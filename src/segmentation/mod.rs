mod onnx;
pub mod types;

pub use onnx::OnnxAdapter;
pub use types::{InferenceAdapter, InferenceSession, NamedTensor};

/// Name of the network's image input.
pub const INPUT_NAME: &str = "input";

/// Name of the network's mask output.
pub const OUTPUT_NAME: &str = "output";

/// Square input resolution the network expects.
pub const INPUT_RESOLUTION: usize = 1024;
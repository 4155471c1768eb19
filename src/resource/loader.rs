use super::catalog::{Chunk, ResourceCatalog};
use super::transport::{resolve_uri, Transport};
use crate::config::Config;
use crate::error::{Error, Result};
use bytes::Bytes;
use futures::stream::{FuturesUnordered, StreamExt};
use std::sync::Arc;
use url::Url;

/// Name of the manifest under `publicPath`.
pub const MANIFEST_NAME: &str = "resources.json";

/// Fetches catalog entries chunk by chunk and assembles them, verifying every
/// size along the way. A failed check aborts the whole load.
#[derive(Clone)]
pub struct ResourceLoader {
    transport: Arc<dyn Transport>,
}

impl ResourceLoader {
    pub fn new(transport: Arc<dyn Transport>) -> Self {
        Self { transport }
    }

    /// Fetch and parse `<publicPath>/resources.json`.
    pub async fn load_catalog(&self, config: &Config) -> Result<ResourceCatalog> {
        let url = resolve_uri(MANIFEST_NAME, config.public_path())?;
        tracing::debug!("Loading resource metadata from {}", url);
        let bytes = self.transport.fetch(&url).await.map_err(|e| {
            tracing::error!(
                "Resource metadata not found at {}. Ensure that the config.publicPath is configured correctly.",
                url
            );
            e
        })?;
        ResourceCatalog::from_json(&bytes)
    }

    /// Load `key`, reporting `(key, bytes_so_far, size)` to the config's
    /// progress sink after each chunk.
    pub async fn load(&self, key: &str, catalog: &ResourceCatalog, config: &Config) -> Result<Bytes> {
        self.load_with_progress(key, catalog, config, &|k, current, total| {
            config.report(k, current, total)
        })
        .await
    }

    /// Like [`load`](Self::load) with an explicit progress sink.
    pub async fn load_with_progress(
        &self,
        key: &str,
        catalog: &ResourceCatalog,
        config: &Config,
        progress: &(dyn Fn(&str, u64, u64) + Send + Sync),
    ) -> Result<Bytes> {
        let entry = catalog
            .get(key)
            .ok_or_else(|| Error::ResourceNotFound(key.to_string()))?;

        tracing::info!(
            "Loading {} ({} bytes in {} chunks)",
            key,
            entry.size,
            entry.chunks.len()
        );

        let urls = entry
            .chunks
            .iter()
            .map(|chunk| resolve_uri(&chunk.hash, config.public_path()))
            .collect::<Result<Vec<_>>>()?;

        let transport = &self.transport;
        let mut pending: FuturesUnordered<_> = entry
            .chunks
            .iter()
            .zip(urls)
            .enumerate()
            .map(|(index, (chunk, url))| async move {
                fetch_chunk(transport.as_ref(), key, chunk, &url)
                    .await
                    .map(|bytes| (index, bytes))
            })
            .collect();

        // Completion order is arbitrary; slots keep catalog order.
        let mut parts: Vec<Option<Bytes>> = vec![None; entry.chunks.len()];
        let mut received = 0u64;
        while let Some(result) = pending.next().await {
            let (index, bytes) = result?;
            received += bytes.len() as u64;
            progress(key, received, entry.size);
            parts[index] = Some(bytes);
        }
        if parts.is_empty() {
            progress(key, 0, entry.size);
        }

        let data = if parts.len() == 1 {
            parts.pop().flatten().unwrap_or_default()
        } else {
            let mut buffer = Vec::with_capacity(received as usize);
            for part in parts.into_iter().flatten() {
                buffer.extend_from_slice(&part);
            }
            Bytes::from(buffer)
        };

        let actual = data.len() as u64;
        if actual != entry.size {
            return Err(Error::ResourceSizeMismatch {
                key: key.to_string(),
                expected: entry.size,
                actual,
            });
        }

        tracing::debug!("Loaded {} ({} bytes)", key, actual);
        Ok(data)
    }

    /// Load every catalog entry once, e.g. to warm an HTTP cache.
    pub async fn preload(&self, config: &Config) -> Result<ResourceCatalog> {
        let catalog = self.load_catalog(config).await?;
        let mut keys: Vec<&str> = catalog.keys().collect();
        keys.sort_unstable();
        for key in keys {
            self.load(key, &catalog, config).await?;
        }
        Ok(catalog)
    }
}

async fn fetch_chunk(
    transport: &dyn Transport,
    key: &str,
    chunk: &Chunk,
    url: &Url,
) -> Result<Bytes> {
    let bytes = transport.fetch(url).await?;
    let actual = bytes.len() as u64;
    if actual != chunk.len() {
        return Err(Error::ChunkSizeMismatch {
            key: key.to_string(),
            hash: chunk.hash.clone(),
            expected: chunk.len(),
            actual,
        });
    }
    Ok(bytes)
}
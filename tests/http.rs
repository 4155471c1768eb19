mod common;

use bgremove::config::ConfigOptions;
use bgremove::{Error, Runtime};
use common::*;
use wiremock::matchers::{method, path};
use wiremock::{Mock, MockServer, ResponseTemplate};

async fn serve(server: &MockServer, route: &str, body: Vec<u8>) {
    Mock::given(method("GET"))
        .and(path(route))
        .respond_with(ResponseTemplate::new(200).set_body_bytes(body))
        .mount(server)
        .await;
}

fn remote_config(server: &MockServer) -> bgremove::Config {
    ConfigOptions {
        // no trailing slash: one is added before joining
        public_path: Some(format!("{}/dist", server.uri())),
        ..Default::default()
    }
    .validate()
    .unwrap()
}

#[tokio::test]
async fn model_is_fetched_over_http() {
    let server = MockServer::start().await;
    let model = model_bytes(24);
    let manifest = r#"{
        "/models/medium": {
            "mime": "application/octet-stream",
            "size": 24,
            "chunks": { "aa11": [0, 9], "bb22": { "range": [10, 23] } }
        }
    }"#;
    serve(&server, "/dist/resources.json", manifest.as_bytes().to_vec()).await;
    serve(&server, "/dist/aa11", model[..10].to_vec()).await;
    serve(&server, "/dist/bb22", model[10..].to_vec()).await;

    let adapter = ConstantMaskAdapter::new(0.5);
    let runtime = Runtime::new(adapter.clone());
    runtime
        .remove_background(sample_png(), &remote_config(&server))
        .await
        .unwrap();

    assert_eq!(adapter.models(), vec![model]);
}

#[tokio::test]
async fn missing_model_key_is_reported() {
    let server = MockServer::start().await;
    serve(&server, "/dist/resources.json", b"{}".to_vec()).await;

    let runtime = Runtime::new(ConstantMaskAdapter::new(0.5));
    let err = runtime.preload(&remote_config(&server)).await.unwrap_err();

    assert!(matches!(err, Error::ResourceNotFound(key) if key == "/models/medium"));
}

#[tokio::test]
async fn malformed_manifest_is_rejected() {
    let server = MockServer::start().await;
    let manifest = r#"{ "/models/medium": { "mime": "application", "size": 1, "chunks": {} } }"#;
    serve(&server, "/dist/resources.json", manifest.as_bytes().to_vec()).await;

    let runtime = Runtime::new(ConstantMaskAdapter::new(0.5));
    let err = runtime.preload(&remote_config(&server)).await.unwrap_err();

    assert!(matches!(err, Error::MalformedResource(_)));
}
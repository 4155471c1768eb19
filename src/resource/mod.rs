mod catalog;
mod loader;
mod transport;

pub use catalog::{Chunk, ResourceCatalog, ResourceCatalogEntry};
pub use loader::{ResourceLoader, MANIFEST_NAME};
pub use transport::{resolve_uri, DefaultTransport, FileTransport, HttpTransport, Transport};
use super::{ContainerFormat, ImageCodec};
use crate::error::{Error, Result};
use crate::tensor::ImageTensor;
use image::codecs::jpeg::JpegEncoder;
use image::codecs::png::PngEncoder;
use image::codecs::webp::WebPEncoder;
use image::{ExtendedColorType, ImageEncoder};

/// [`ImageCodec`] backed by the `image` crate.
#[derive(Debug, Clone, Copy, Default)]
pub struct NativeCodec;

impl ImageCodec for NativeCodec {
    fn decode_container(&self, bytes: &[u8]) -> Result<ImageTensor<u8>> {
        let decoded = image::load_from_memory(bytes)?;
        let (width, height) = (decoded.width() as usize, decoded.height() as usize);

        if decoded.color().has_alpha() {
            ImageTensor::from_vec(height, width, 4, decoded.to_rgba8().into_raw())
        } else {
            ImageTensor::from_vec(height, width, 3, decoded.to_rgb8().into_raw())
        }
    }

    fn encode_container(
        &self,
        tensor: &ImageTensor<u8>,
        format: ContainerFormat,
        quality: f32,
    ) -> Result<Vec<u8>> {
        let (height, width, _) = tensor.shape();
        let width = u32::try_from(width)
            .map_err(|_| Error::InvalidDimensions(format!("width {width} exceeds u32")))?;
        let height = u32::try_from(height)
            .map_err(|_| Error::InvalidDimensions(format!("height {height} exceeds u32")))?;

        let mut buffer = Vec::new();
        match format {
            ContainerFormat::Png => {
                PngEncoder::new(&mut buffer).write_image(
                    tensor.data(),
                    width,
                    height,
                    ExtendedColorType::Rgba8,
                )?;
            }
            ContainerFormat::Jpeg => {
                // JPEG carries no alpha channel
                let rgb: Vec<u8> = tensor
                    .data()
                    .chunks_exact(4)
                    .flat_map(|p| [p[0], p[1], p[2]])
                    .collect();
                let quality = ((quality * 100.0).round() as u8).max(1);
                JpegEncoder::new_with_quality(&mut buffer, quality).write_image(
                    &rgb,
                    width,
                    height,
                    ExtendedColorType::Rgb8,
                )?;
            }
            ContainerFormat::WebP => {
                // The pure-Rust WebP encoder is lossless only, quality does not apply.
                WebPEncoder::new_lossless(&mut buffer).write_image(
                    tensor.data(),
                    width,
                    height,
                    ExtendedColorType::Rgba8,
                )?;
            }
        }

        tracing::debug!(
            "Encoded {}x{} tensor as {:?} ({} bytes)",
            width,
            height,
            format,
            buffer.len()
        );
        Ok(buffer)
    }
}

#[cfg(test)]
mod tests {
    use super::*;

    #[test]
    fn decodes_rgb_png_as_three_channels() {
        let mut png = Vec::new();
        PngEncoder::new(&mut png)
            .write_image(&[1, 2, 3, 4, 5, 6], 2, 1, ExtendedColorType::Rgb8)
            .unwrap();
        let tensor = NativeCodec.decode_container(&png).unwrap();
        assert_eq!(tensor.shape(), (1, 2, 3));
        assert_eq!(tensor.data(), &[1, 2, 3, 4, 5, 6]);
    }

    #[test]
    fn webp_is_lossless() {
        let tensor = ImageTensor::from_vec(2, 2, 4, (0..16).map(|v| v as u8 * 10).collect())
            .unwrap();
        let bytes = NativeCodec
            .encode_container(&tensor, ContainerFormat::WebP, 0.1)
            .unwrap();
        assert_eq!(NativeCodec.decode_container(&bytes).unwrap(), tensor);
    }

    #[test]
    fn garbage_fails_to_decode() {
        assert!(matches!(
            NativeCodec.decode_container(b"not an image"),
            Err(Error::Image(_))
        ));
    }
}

▬▬▬▬▬▬

ASSIGNED TASK: Return the lines of the listing where the string "ResourceLoader" appears.

EXERCISE RESULT:
pub struct ResourceLoader {
impl ResourceLoader {
pub use loader::{ResourceLoader, MANIFEST_NAME};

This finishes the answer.